* [TASK INSTRUCTIONS] Every line of the listing that holds the word "DrainJob" should be returned.

"""

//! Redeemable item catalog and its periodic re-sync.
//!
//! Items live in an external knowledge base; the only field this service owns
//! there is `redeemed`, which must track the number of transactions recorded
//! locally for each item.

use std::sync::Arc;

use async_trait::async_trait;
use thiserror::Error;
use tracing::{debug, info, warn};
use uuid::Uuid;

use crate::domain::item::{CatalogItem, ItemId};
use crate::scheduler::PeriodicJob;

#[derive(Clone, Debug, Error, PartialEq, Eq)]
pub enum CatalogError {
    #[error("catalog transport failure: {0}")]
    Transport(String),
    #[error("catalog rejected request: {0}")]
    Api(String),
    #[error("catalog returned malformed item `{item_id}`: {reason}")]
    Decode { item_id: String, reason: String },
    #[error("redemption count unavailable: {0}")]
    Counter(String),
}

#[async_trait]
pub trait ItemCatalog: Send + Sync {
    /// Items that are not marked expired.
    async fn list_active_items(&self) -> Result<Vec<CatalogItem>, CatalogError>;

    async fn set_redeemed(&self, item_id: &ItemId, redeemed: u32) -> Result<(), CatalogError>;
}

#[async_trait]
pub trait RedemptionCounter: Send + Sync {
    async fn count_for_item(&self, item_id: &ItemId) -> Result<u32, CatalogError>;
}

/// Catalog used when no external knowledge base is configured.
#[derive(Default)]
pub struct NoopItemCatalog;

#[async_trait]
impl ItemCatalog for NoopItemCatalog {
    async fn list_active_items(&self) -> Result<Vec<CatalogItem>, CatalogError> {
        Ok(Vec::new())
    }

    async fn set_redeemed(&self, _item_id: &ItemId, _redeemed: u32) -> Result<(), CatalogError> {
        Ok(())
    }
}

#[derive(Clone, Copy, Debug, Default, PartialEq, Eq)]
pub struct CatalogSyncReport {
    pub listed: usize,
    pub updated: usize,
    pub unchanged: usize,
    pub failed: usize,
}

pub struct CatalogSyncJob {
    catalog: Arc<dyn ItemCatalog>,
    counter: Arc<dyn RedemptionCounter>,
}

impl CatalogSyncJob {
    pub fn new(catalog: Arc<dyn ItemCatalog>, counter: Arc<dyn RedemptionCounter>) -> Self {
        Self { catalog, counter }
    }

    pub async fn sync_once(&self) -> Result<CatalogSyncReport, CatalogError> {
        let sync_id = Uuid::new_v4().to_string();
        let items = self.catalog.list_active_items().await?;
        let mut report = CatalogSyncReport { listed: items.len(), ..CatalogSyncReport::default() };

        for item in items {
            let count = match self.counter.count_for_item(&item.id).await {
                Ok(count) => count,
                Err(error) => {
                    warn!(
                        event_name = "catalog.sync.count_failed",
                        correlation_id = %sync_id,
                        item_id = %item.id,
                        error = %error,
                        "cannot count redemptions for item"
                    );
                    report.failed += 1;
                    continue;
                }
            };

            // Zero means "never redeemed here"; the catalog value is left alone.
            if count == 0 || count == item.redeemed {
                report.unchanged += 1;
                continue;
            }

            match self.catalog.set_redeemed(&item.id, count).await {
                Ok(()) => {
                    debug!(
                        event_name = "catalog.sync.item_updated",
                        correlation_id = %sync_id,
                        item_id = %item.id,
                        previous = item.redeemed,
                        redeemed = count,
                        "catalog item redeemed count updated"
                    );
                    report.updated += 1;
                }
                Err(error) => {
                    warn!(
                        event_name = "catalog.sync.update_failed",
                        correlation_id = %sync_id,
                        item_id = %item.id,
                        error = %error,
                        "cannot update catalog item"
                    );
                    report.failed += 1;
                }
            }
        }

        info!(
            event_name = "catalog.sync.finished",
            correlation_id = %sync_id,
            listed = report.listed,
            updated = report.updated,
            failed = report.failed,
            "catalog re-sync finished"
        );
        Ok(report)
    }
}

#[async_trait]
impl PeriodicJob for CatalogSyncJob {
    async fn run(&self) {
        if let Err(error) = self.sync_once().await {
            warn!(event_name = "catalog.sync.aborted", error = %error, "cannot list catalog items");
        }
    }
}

"""
"""

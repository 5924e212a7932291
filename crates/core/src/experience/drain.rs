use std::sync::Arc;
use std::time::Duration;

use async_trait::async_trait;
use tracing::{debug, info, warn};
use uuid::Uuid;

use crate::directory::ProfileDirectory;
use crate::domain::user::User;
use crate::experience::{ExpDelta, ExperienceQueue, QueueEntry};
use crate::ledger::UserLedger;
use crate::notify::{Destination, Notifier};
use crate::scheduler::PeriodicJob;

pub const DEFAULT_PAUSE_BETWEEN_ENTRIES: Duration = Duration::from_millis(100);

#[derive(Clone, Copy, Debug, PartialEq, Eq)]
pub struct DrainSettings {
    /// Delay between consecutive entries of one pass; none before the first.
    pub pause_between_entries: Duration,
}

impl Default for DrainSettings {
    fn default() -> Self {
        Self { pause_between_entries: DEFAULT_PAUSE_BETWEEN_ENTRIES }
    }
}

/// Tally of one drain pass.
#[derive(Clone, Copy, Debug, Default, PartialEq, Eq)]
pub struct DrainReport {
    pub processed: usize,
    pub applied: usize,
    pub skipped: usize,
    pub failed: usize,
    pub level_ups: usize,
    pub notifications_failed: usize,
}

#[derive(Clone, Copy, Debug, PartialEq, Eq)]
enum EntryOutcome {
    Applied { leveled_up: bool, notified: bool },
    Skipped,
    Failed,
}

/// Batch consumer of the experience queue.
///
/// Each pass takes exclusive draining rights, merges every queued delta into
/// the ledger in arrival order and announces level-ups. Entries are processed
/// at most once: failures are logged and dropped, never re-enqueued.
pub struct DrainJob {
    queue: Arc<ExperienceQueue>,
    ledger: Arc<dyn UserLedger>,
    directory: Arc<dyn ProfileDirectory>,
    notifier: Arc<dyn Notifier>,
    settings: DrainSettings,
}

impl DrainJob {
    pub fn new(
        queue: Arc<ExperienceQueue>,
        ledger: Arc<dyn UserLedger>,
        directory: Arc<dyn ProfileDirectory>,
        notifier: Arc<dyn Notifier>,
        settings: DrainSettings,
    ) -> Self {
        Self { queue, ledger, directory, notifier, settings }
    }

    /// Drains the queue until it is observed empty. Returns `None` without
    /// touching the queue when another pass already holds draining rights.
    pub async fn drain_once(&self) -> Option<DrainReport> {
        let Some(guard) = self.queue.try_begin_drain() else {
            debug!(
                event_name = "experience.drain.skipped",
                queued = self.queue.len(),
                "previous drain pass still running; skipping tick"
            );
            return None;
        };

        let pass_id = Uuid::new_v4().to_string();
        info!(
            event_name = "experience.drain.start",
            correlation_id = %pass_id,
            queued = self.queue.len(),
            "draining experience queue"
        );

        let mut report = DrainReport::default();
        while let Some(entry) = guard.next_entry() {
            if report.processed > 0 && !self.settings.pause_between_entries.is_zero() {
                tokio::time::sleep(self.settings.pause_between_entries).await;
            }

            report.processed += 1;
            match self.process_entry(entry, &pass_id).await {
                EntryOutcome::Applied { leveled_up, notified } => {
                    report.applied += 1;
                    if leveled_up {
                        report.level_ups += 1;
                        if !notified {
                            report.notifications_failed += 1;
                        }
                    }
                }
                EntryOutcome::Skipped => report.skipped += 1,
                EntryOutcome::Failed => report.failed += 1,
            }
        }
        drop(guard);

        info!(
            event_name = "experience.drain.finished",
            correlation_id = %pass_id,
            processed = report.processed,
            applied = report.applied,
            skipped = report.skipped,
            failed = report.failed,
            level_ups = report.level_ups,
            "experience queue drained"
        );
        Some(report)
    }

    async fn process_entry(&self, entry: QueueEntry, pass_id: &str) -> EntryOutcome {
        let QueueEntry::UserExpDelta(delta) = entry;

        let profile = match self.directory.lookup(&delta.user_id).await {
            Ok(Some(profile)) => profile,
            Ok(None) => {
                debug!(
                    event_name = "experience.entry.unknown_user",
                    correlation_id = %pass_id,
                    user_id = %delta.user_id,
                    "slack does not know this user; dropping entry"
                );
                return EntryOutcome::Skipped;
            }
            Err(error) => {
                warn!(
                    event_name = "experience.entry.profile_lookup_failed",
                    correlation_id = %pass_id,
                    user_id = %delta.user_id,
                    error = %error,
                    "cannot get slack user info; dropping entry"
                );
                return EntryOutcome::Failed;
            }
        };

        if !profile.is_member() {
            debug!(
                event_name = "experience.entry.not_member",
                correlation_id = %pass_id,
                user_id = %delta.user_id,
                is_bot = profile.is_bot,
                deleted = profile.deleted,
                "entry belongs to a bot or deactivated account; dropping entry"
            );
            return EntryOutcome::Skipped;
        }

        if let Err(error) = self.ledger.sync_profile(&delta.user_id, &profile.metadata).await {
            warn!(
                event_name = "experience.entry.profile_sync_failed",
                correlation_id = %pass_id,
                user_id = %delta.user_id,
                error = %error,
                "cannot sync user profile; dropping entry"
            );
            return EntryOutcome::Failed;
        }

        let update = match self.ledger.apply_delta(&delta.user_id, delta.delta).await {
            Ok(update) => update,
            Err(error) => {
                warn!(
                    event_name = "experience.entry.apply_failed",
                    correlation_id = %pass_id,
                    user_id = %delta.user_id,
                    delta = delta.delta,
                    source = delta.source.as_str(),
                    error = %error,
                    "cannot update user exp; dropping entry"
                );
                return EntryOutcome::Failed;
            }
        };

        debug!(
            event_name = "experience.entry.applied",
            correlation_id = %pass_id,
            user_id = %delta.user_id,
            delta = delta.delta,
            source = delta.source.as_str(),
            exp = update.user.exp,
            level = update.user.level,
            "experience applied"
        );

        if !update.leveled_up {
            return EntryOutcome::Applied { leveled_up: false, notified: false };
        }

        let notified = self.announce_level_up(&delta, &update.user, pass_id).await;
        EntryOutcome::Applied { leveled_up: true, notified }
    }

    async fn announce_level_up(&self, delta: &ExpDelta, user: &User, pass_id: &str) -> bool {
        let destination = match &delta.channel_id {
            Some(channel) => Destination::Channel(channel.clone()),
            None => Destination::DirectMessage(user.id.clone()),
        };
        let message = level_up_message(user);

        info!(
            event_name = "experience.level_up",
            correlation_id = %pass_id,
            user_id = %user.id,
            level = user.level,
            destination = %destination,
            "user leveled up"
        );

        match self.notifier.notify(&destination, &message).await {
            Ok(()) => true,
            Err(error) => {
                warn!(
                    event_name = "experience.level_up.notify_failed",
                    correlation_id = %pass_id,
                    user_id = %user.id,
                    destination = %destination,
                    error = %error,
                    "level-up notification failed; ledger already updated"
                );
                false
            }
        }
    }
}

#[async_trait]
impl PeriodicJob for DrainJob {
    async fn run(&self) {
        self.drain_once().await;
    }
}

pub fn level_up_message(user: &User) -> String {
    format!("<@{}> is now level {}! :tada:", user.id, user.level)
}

"""

* [OUTPUT FOR THIS TASK]
pub struct DrainJob {
impl DrainJob {
impl PeriodicJob for DrainJob {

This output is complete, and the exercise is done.